§ Dataset entries
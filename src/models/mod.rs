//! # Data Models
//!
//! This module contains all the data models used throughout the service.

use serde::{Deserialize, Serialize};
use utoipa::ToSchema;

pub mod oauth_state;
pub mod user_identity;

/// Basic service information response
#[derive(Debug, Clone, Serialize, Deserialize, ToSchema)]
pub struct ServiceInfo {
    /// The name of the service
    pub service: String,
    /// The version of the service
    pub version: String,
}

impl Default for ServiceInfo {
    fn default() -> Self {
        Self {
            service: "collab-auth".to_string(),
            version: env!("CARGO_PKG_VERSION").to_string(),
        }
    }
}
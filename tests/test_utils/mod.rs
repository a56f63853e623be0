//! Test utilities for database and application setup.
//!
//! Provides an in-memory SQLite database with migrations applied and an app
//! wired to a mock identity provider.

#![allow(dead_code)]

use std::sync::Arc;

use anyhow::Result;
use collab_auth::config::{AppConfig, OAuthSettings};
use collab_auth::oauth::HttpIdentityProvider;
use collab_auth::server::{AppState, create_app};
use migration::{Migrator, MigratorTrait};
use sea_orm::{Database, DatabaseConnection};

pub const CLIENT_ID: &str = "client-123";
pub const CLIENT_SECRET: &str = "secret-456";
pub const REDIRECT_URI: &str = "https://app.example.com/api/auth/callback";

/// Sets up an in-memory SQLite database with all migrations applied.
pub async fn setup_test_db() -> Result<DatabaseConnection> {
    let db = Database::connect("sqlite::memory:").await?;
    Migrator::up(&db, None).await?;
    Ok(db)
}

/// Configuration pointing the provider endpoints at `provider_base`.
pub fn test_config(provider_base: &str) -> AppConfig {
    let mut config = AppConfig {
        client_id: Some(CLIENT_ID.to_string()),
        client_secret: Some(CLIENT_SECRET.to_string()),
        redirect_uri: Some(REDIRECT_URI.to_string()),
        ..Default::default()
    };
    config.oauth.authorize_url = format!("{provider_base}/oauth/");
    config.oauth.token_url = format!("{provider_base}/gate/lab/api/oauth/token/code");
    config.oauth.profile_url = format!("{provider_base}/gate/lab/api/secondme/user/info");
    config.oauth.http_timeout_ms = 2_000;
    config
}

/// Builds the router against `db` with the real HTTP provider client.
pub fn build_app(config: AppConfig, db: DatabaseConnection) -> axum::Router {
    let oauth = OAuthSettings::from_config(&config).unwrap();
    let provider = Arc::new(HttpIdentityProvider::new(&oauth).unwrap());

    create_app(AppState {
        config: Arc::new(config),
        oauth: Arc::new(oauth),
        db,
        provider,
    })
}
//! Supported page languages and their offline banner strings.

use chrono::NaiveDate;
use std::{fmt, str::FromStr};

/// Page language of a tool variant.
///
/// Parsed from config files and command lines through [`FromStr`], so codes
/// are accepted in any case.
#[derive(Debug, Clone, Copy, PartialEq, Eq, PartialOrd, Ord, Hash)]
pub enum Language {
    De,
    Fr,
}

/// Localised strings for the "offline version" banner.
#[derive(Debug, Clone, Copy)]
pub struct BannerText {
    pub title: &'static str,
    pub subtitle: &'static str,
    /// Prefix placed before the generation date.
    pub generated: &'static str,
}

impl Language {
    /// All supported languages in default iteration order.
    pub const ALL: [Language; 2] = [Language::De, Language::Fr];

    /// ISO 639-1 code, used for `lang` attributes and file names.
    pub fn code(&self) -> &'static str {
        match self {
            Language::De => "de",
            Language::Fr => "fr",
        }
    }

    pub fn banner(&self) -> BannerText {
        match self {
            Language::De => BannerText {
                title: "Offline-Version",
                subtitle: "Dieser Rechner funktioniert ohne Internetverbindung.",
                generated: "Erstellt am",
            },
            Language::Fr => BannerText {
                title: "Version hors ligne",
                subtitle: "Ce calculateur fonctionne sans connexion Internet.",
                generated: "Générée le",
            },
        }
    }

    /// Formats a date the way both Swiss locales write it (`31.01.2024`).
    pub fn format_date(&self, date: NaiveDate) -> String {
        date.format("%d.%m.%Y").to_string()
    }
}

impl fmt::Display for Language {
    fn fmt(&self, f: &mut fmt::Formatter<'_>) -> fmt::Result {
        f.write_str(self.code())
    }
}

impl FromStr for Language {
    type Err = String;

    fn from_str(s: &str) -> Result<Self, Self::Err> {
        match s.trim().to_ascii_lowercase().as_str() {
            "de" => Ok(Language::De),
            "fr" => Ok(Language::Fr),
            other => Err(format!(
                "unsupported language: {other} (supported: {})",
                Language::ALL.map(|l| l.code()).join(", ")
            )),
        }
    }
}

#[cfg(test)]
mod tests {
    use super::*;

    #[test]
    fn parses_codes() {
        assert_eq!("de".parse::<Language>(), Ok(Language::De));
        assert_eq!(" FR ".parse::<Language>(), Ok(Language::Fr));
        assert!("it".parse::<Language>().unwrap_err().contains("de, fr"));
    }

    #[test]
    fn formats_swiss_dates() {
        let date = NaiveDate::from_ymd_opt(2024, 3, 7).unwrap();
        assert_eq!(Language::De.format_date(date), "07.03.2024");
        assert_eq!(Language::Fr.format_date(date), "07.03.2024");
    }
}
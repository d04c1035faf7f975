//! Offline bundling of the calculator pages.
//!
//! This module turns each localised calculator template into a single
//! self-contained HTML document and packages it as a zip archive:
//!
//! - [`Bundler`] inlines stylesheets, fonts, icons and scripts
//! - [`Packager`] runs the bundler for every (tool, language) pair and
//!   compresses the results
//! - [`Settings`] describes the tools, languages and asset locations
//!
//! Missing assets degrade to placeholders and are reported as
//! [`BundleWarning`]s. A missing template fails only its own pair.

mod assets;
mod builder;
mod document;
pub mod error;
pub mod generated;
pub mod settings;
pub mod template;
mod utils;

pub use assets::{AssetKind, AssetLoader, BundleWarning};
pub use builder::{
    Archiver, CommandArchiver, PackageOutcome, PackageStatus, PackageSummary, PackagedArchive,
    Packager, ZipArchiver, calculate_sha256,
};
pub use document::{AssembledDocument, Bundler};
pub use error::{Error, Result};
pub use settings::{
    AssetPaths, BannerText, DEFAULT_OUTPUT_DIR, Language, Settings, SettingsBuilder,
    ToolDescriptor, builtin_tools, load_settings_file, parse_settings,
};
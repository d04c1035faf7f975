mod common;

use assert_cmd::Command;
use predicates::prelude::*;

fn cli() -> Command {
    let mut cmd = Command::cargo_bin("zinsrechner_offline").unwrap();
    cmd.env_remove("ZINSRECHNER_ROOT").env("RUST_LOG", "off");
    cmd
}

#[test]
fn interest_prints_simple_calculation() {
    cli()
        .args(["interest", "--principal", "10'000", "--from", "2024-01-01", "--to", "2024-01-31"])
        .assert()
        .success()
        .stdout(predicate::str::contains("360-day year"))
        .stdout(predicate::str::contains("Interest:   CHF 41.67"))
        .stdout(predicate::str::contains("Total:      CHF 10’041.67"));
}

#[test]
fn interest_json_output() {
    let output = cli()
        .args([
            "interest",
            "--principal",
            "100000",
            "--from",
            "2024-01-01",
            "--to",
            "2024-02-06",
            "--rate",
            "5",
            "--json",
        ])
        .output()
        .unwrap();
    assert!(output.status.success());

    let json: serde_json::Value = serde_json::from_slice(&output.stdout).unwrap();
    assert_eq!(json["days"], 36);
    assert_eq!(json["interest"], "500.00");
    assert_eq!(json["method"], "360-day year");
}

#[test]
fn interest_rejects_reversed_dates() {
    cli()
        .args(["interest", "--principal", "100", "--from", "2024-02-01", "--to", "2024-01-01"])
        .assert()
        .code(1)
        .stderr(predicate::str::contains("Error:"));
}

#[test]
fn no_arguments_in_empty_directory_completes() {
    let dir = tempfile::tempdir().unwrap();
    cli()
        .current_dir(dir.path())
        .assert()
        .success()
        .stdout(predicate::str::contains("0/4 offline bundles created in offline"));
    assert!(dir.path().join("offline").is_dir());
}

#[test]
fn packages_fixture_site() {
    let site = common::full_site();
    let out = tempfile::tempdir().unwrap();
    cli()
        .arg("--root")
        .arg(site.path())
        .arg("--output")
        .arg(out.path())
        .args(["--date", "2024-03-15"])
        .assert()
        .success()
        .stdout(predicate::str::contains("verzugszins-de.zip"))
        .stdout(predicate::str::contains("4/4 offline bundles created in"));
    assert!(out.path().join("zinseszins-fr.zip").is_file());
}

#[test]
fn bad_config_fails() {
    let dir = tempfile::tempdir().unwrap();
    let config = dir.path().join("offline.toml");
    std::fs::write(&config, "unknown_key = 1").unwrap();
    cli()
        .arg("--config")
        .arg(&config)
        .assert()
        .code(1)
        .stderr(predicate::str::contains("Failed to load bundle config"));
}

§ What is needed
Number of lines above with the word "principal": state it alone.

§ Solution
3